I reviewed the case. Could Mr. Hathale really have hantavirus? On the one
hand, he seemed too healthy, and he had no fever, a hallmark of the disease.
Yet
the number of platelets in his blood was profoundly low, the most ominous
sign of a disease that has no rapid diagnostic test. I also noticed that he
was
breathing rapidly, and his X-ray revealed inflammation in his lungs. These
were all worrisome findings, so we decided to transfer him to the national
center of excellence for this rare disease.

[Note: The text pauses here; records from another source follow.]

use clap::Subcommand;
use purrfocus_core::{NoteDraft, NotePatch, Route};

use super::{print_json, CliResult, Context};

const PREVIEW_CHARS: usize = 60;

#[derive(Subcommand)]
pub enum NotesAction {
    /// List your notes
    List {
        #[arg(long)]
        json: bool,
    },
    /// Print one note
    Show { id: String },
    /// Create a note
    Add {
        #[arg(long)]
        title: String,
        #[arg(long)]
        content: String,
    },
    /// Change a note's title and/or content
    Edit {
        id: String,
        #[arg(long)]
        title: Option<String>,
        #[arg(long)]
        content: Option<String>,
    },
    /// Delete a note
    Delete { id: String },
}

pub async fn run(action: NotesAction) -> CliResult {
    let mut ctx = Context::open().await?;
    ctx.require(Route::Notes)?;

    match action {
        NotesAction::List { json } => {
            let notes = ctx.app.notes();
            if json {
                print_json(&notes)?;
            } else if notes.is_empty() {
                println!("no notes yet");
            } else {
                for note in notes {
                    println!(
                        "{}  {}  {}",
                        note.id,
                        note.created_at.format("%Y-%m-%d"),
                        note.title
                    );
                    println!("    {}", note.preview(PREVIEW_CHARS));
                }
            }
        }
        NotesAction::Show { id } => {
            let note = ctx
                .app
                .note(&id)
                .ok_or_else(|| format!("note '{id}' not found"))?;
            print_json(note)?;
        }
        NotesAction::Add { title, content } => {
            let note = ctx.app.add_note(NoteDraft::new(title, content)).await?;
            print_json(&note)?;
        }
        NotesAction::Edit { id, title, content } => {
            let patch = NotePatch { title, content };
            if patch.is_empty() {
                return Err("nothing to change; pass --title and/or --content".into());
            }
            let note = ctx.app.update_note(&id, &patch).await?;
            print_json(&note)?;
        }
        NotesAction::Delete { id } => {
            ctx.app.delete_note(&id).await?;
            println!("deleted {id}");
        }
    }

    ctx.save()?;
    Ok(())
}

Hantavirus has no easy diagnosis,
no cure, and it kills more than a third of its victims. It is exceedingly
rare and resembles other viral illnesses
during
its early stages. The only available treatment is supportive care, including
heart/lung bypass machines, to allow time for the pronounced inflammation
in the lungs and heart to subside. Even the young and healthy die.
A Killer’s
Profile
While there have been scattered cases of hantavirus throughout the United
States, it is endemic to the Four Corners region. It first came to light
when a cluster
of cases was identified on the Navajo Reservation in 1993. A previously
healthy young Navajo woman, who was initially diagnosed with a flulike
viral infection,
developed progressive respiratory failure and died. Within a week, her
19-year-old fiancé also died. That summer, more than 50 other
similar cases were identified.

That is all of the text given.